Huse Culinary’s VP of Culture and Learning Leanna Chroman came to the realization that in order to keep pace with new restaurant training processes she needed to go on a bit of a journey. After rising through the ranks of the Indianapolis-based Huse, which owns the legendary St. Elmo Steak House, Harry & Izzy’s, HC Tavern + Kitchen and 1933 Lounge, Chroman was in placed in charge of training. Right away, she felt the methods were a bit outdated and that you couldn’t expect people to read a 200-page manual.
“That’s just not how people learn today. I realized I didn’t have the answers,“ she said. “So, one day I just made this decision: I’m going to go back to school.”
Chroman enrolled at Purdue Global, where she began working on her bachelor’s and master’s degrees in industrial/organizational psychology. She is using what she has learned both in the restaurant industry and in her Purdue Global classes to train the trainers, especially in anticipating guests’ needs. Watch her journey in the video above and read below to learn more.
Why is the phrase “I need to know what I don’t know” so important to you and to explain your journey?
Oftentimes when we are older and more mature in age, we think we know much or that all we have learned so far in our lives is enough to sustain us. What stifles innovation is doing things the way we always have done them. Staying open to learning and being receptive to change, is key to growth. I realized that the way we had been doing training in our company was outdated.
Learning has changed and I realized I did not know how or understand the way we learn today. In order to catapult our training, I needed to grasp new learning styles and understand exactly how our brains consume knowledge today.

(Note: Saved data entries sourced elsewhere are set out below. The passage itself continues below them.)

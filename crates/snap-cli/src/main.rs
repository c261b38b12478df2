use std::path::Path;

use anyhow::Context;
use clap::Parser;
use snap_config::SnapConfig;
use snap_core::MetadataBuilder;
use snap_parser::DocgenExtractor;
use snap_render::{CommandFormatter, TemplateEngine, TestWriter};

mod cli;
mod pipeline;
mod progress;
mod prompt;
mod ui;
mod walk;

fn main() {
    if let Err(error) = run() {
        eprintln!("snapgen error: {error:#}");
        std::process::exit(1);
    }
}

fn run() -> anyhow::Result<()> {
    let cli = cli::Cli::parse();
    init_tracing(cli.quiet, cli.verbose)?;
    ui::init(cli.quiet);

    let mut config =
        SnapConfig::load_with_dotenv().context("failed to load snapgen configuration")?;
    cli.apply(&mut config);
    config.validate()?;

    let root = prompt::components_path(
        cli.components_path.as_deref(),
        &config.general.components_path,
    )?;
    if !root.is_dir() {
        anyhow::bail!("components path '{}' is not a directory", root.display());
    }

    let engine = load_template(&config)?;
    let extensions = config.extensions();
    let files = walk::collect_components(&root, &extensions, config.general.skip_tests);
    if files.is_empty() {
        println!("{}", pipeline::no_components_message(&extensions));
        return Ok(());
    }
    tracing::debug!(root = %root.display(), files = files.len(), "found component files");

    let mut writer = TestWriter::new(engine);
    if config.general.prettify {
        writer = writer.with_formatter(CommandFormatter::new(
            config.formatter.command.clone(),
            config.formatter.args.clone(),
        ));
    }
    let builder = MetadataBuilder::new(DocgenExtractor::new()).with_catalog(config.catalog());

    let progress = progress::Progress::bar(files.len() as u64, "generating snapshot tests");
    let report = pipeline::Pipeline::new(builder, writer).run(&root, &files, &progress);

    tracing::debug!(formatted = report.formatted, "formatter pass complete");
    if !cli.quiet {
        println!("{}", report.summary());
    }
    Ok(())
}

fn load_template(config: &SnapConfig) -> anyhow::Result<TemplateEngine> {
    let Some(template) = config.general.template_path() else {
        return TemplateEngine::builtin().context("failed to compile builtin template");
    };
    let path = std::env::current_dir()
        .context("failed to read current directory")?
        .join(Path::new(template));
    println!("Received custom template of: {}", path.display());
    TemplateEngine::from_file(&path)
        .with_context(|| format!("failed to load template '{}'", path.display()))
}

fn init_tracing(quiet: bool, verbose: bool) -> anyhow::Result<()> {
    let level = if quiet {
        "error"
    } else if verbose {
        "debug"
    } else {
        "warn"
    };

    let filter = tracing_subscriber::EnvFilter::try_from_env("SNAPGEN_LOG")
        .unwrap_or_else(|_| tracing_subscriber::EnvFilter::new(level));

    tracing_subscriber::fmt()
        .with_env_filter(filter)
        .with_writer(std::io::stderr)
        .try_init()
        .map_err(|error| anyhow::anyhow!("failed to initialize tracing subscriber: {error}"))?;

    Ok(())
}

This is why I choose to go back to school, specifically in the field of Industrial/Organizational Psychology, aka “the psychology of the workplace and its employees.”
How do you manage to carve out the time for your works, studies and yourself?
This is a careful balance that I do not always get right. Some weeks are harder than others when there are longer or tough assignments due. It has been a discipline. I carve out time to complete my studies because it is important to me. Working out in the morning is my time to myself and it gives me energy for the day. I only dedicate three to four days a week to workout, out because I do not want to burn out.
I focus on work for most of the day, then walk my dog which is also relaxing, unwinding, and letting go of the “work” brain, I fix dinner, then dedicate around two hours an evening for school during the week and four or more hours on the weekend days. I make sure I get out in nature when it’s warm, and attend social outings when possible. I have to schedule these things in my life, or I will not excel.
In what practical ways, has pursuing education helped in your day-to-day role?
The work I am in doing at Purdue Global has had a positive effect on my day-to-day roles. The courses are applicable to my job responsibilities, and I use what I learn immediately. For example, my overall professionalism with writing, speaking, and leadership has been impacted positively. Understanding our employee’s needs and having a pulse on employee morale is critical to our culture. Through my studies, I am able to decipher employee feedback and present options to support employee growth and development for the company.
What advice would you give to someone who sees you as a role model and wants to pursue a career in hospitality?
Do what you love! Finding your passion and being able to connect it to a job is vital for your happiness. You should reflect and evaluate yourself to know what it is that brings you joy, then find a way to incorporate that into your career. The hospitality field is special and unique because it gives opportunities to all. Those who have education and those who do not. It is a field that allows you to give back, allows you to serve others, and make their experience amazing. The hospitality industry is fast-paced, always evolving, and can be a community for its employees.